» Your assignment: The data below is to be repeated in full, exactly as shown.
"""
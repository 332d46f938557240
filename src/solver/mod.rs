use anyhow::bail;
use log::{debug, trace, warn};
use nalgebra::{DMatrix, DVector};
use serde::{Deserialize, Serialize};

use crate::dense::{Matrix, Vector};
use crate::error::{check_dim, LinalgError};
use crate::sparse::SparseMatrix;
use crate::svd::inverse_svd;
use crate::utils::{Multiply, MultiplyT};

/// Residual norm below which conjugate gradient stops.
pub const CONJGRAD_TOL: f64 = 1e-6;

/// A matrix seen only through its products, so iterative methods can run on dense and
/// sparse operands alike without densifying.
pub trait LinearOperator: Sync {
    fn nrows(&self) -> usize;

    fn ncols(&self) -> usize;

    /// `self * x`
    fn apply(&self, x: &Vector) -> anyhow::Result<Vector>;

    /// `self^T * x`
    fn apply_t(&self, x: &Vector) -> anyhow::Result<Vector>;

    /// `self * x` for a block of column vectors.
    fn apply_block(&self, x: &Matrix) -> anyhow::Result<Matrix>;

    /// `self^T * x` for a block of column vectors.
    fn apply_t_block(&self, x: &Matrix) -> anyhow::Result<Matrix>;
}

impl LinearOperator for Matrix {
    fn nrows(&self) -> usize {
        self.rows()
    }

    fn ncols(&self) -> usize {
        self.cols()
    }

    fn apply(&self, x: &Vector) -> anyhow::Result<Vector> {
        self.multiply(x)
    }

    fn apply_t(&self, x: &Vector) -> anyhow::Result<Vector> {
        self.multiply_t(x)
    }

    fn apply_block(&self, x: &Matrix) -> anyhow::Result<Matrix> {
        self.multiply(x)
    }

    fn apply_t_block(&self, x: &Matrix) -> anyhow::Result<Matrix> {
        self.multiply_t(x)
    }
}

impl LinearOperator for SparseMatrix {
    fn nrows(&self) -> usize {
        self.rows()
    }

    fn ncols(&self) -> usize {
        self.cols()
    }

    fn apply(&self, x: &Vector) -> anyhow::Result<Vector> {
        self.multiply(x)
    }

    fn apply_t(&self, x: &Vector) -> anyhow::Result<Vector> {
        self.multiply_t(x)
    }

    fn apply_block(&self, x: &Matrix) -> anyhow::Result<Matrix> {
        self.multiply(x)
    }

    fn apply_t_block(&self, x: &Matrix) -> anyhow::Result<Matrix> {
        self.multiply_t(x)
    }
}

/// Solves `a * x = b`.
///
/// Square systems go through an LU factorization and fail with [`LinalgError::Singular`]
/// when no unique solution exists. Rectangular systems return the minimum-norm
/// least-squares solution via [`inverse_svd`].
pub fn solve(a: &Matrix, b: &Vector) -> anyhow::Result<Vector> {
    check_dim("solve", a.rows(), b.len())?;
    if a.rows() == a.cols() {
        let rhs = DVector::from_column_slice(b.as_slice());
        let x = a.to_nalgebra().lu().solve(&rhs).ok_or(LinalgError::Singular)?;
        if x.iter().any(|v| !v.is_finite()) {
            bail!(LinalgError::Singular);
        }
        Ok(Vector::from_slice(x.as_slice()))
    } else {
        inverse_svd(a)?.multiply(b)
    }
}

/// Solves `a * X = b` for every column of `b` at once.
pub fn solve_matrix(a: &Matrix, b: &Matrix) -> anyhow::Result<Matrix> {
    check_dim("solve_matrix", a.rows(), b.rows())?;
    if a.rows() == a.cols() {
        let x: DMatrix<f64> = a
            .to_nalgebra()
            .lu()
            .solve(&b.to_nalgebra())
            .ok_or(LinalgError::Singular)?;
        if x.iter().any(|v| !v.is_finite()) {
            bail!(LinalgError::Singular);
        }
        Ok(Matrix::from_nalgebra(&x))
    } else {
        inverse_svd(a)?.multiply(b)
    }
}

/// Outcome of a conjugate-gradient run.
#[derive(Debug, Clone, PartialEq, Serialize, Deserialize)]
pub struct ConjGradReport {
    pub x: Vector,
    pub iterations: usize,
    /// Norm of `b - a * x` as tracked by the recurrence.
    #[serde(with = "crate::utils::float")]
    pub residual: f64,
}

/// Conjugate gradient for a symmetric positive-semidefinite `a`.
///
/// Starts from `x0` (zero when `None`) and runs at most `2 * dim` steps, stopping once
/// the residual norm drops below [`CONJGRAD_TOL`].
pub fn conjgrad<A: LinearOperator + ?Sized>(
    a: &A,
    b: &Vector,
    x0: Option<&Vector>,
) -> anyhow::Result<Vector> {
    Ok(conjgrad_report(a, b, x0)?.x)
}

/// [`conjgrad`] that also reports the iterations used and the final residual norm.
pub fn conjgrad_report<A: LinearOperator + ?Sized>(
    a: &A,
    b: &Vector,
    x0: Option<&Vector>,
) -> anyhow::Result<ConjGradReport> {
    let dim = a.ncols();
    check_dim("conjgrad (square operator)", a.nrows(), dim)?;
    check_dim("conjgrad", dim, b.len())?;
    let mut x = match x0 {
        Some(x0) => {
            check_dim("conjgrad initial guess", dim, x0.len())?;
            x0.clone()
        }
        None => Vector::zeros(dim),
    };

    let mut r = b.minus(&a.apply(&x)?)?;
    let mut p = r.clone();
    let mut rs_old = dot(&r, &r);
    let max_iterations = 2 * dim;
    let mut iterations = 0;

    while rs_old.sqrt() >= CONJGRAD_TOL && iterations < max_iterations {
        let ap = a.apply(&p)?;
        let curvature = dot(&p, &ap);
        if curvature <= 0.0 || !curvature.is_finite() {
            warn!("conjgrad: non-positive curvature {curvature} after {iterations} iterations");
            break;
        }
        let alpha = rs_old / curvature;
        x.axpy(alpha, &p);
        r.axpy(-alpha, &ap);
        let rs_new = dot(&r, &r);
        iterations += 1;
        trace!("conjgrad: iteration {iterations}, residual {}", rs_new.sqrt());

        p.scale_in_place(rs_new / rs_old);
        p.axpy(1.0, &r);
        rs_old = rs_new;
    }

    let residual = rs_old.sqrt();
    if residual >= CONJGRAD_TOL && iterations == max_iterations {
        warn!("conjgrad: stopped after {iterations} iterations with residual {residual}");
    } else {
        debug!("conjgrad: {iterations} iterations, residual {residual}");
    }
    Ok(ConjGradReport {
        x,
        iterations,
        residual,
    })
}

fn dot(a: &Vector, b: &Vector) -> f64 {
    a.iter().zip(b.iter()).map(|(x, y)| x * y).sum()
}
"""
» Response box:
repository 332d46f938557240
filename src/solver/mod.rs
use anyhow::bail;
use log::{debug, trace, warn};
use nalgebra::{DMatrix, DVector};
use serde::{Deserialize, Serialize};

use crate::dense::{Matrix, Vector};
use crate::error::{check_dim, LinalgError};
use crate::sparse::SparseMatrix;
use crate::svd::inverse_svd;
use crate::utils::{Multiply, MultiplyT};

/// Residual norm below which conjugate gradient stops.
pub const CONJGRAD_TOL: f64 = 1e-6;

/// A matrix seen only through its products, so iterative methods can run on dense and
/// sparse operands alike without densifying.
pub trait LinearOperator: Sync {
    fn nrows(&self) -> usize;

    fn ncols(&self) -> usize;

    /// `self * x`
    fn apply(&self, x: &Vector) -> anyhow::Result<Vector>;

    /// `self^T * x`
    fn apply_t(&self, x: &Vector) -> anyhow::Result<Vector>;

    /// `self * x` for a block of column vectors.
    fn apply_block(&self, x: &Matrix) -> anyhow::Result<Matrix>;

    /// `self^T * x` for a block of column vectors.
    fn apply_t_block(&self, x: &Matrix) -> anyhow::Result<Matrix>;
}

impl LinearOperator for Matrix {
    fn nrows(&self) -> usize {
        self.rows()
    }

    fn ncols(&self) -> usize {
        self.cols()
    }

    fn apply(&self, x: &Vector) -> anyhow::Result<Vector> {
        self.multiply(x)
    }

    fn apply_t(&self, x: &Vector) -> anyhow::Result<Vector> {
        self.multiply_t(x)
    }

    fn apply_block(&self, x: &Matrix) -> anyhow::Result<Matrix> {
        self.multiply(x)
    }

    fn apply_t_block(&self, x: &Matrix) -> anyhow::Result<Matrix> {
        self.multiply_t(x)
    }
}

impl LinearOperator for SparseMatrix {
    fn nrows(&self) -> usize {
        self.rows()
    }

    fn ncols(&self) -> usize {
        self.cols()
    }

    fn apply(&self, x: &Vector) -> anyhow::Result<Vector> {
        self.multiply(x)
    }

    fn apply_t(&self, x: &Vector) -> anyhow::Result<Vector> {
        self.multiply_t(x)
    }

    fn apply_block(&self, x: &Matrix) -> anyhow::Result<Matrix> {
        self.multiply(x)
    }

    fn apply_t_block(&self, x: &Matrix) -> anyhow::Result<Matrix> {
        self.multiply_t(x)
    }
}

/// Solves `a * x = b`.
///
/// Square systems go through an LU factorization and fail with [`LinalgError::Singular`]
/// when no unique solution exists. Rectangular systems return the minimum-norm
/// least-squares solution via [`inverse_svd`].
pub fn solve(a: &Matrix, b: &Vector) -> anyhow::Result<Vector> {
    check_dim("solve", a.rows(), b.len())?;
    if a.rows() == a.cols() {
        let rhs = DVector::from_column_slice(b.as_slice());
        let x = a.to_nalgebra().lu().solve(&rhs).ok_or(LinalgError::Singular)?;
        if x.iter().any(|v| !v.is_finite()) {
            bail!(LinalgError::Singular);
        }
        Ok(Vector::from_slice(x.as_slice()))
    } else {
        inverse_svd(a)?.multiply(b)
    }
}

/// Solves `a * X = b` for every column of `b` at once.
pub fn solve_matrix(a: &Matrix, b: &Matrix) -> anyhow::Result<Matrix> {
    check_dim("solve_matrix", a.rows(), b.rows())?;
    if a.rows() == a.cols() {
        let x: DMatrix<f64> = a
            .to_nalgebra()
            .lu()
            .solve(&b.to_nalgebra())
            .ok_or(LinalgError::Singular)?;
        if x.iter().any(|v| !v.is_finite()) {
            bail!(LinalgError::Singular);
        }
        Ok(Matrix::from_nalgebra(&x))
    } else {
        inverse_svd(a)?.multiply(b)
    }
}

/// Outcome of a conjugate-gradient run.
#[derive(Debug, Clone, PartialEq, Serialize, Deserialize)]
pub struct ConjGradReport {
    pub x: Vector,
    pub iterations: usize,
    /// Norm of `b - a * x` as tracked by the recurrence.
    #[serde(with = "crate::utils::float")]
    pub residual: f64,
}

/// Conjugate gradient for a symmetric positive-semidefinite `a`.
///
/// Starts from `x0` (zero when `None`) and runs at most `2 * dim` steps, stopping once
/// the residual norm drops below [`CONJGRAD_TOL`].
pub fn conjgrad<A: LinearOperator + ?Sized>(
    a: &A,
    b: &Vector,
    x0: Option<&Vector>,
) -> anyhow::Result<Vector> {
    Ok(conjgrad_report(a, b, x0)?.x)
}

/// [`conjgrad`] that also reports the iterations used and the final residual norm.
pub fn conjgrad_report<A: LinearOperator + ?Sized>(
    a: &A,
    b: &Vector,
    x0: Option<&Vector>,
) -> anyhow::Result<ConjGradReport> {
    let dim = a.ncols();
    check_dim("conjgrad (square operator)", a.nrows(), dim)?;
    check_dim("conjgrad", dim, b.len())?;
    let mut x = match x0 {
        Some(x0) => {
            check_dim("conjgrad initial guess", dim, x0.len())?;
            x0.clone()
        }
        None => Vector::zeros(dim),
    };

    let mut r = b.minus(&a.apply(&x)?)?;
    let mut p = r.clone();
    let mut rs_old = dot(&r, &r);
    let max_iterations = 2 * dim;
    let mut iterations = 0;

    while rs_old.sqrt() >= CONJGRAD_TOL && iterations < max_iterations {
        let ap = a.apply(&p)?;
        let curvature = dot(&p, &ap);
        if curvature <= 0.0 || !curvature.is_finite() {
            warn!("conjgrad: non-positive curvature {curvature} after {iterations} iterations");
            break;
        }
        let alpha = rs_old / curvature;
        x.axpy(alpha, &p);
        r.axpy(-alpha, &ap);
        let rs_new = dot(&r, &r);
        iterations += 1;
        trace!("conjgrad: iteration {iterations}, residual {}", rs_new.sqrt());

        p.scale_in_place(rs_new / rs_old);
        p.axpy(1.0, &r);
        rs_old = rs_new;
    }

    let residual = rs_old.sqrt();
    if residual >= CONJGRAD_TOL && iterations == max_iterations {
        warn!("conjgrad: stopped after {iterations} iterations with residual {residual}");
    } else {
        debug!("conjgrad: {iterations} iterations, residual {residual}");
    }
    Ok(ConjGradReport {
        x,
        iterations,
        residual,
    })
}

fn dot(a: &Vector, b: &Vector) -> f64 {
    a.iter().zip(b.iter()).map(|(x, y)| x * y).sum()
}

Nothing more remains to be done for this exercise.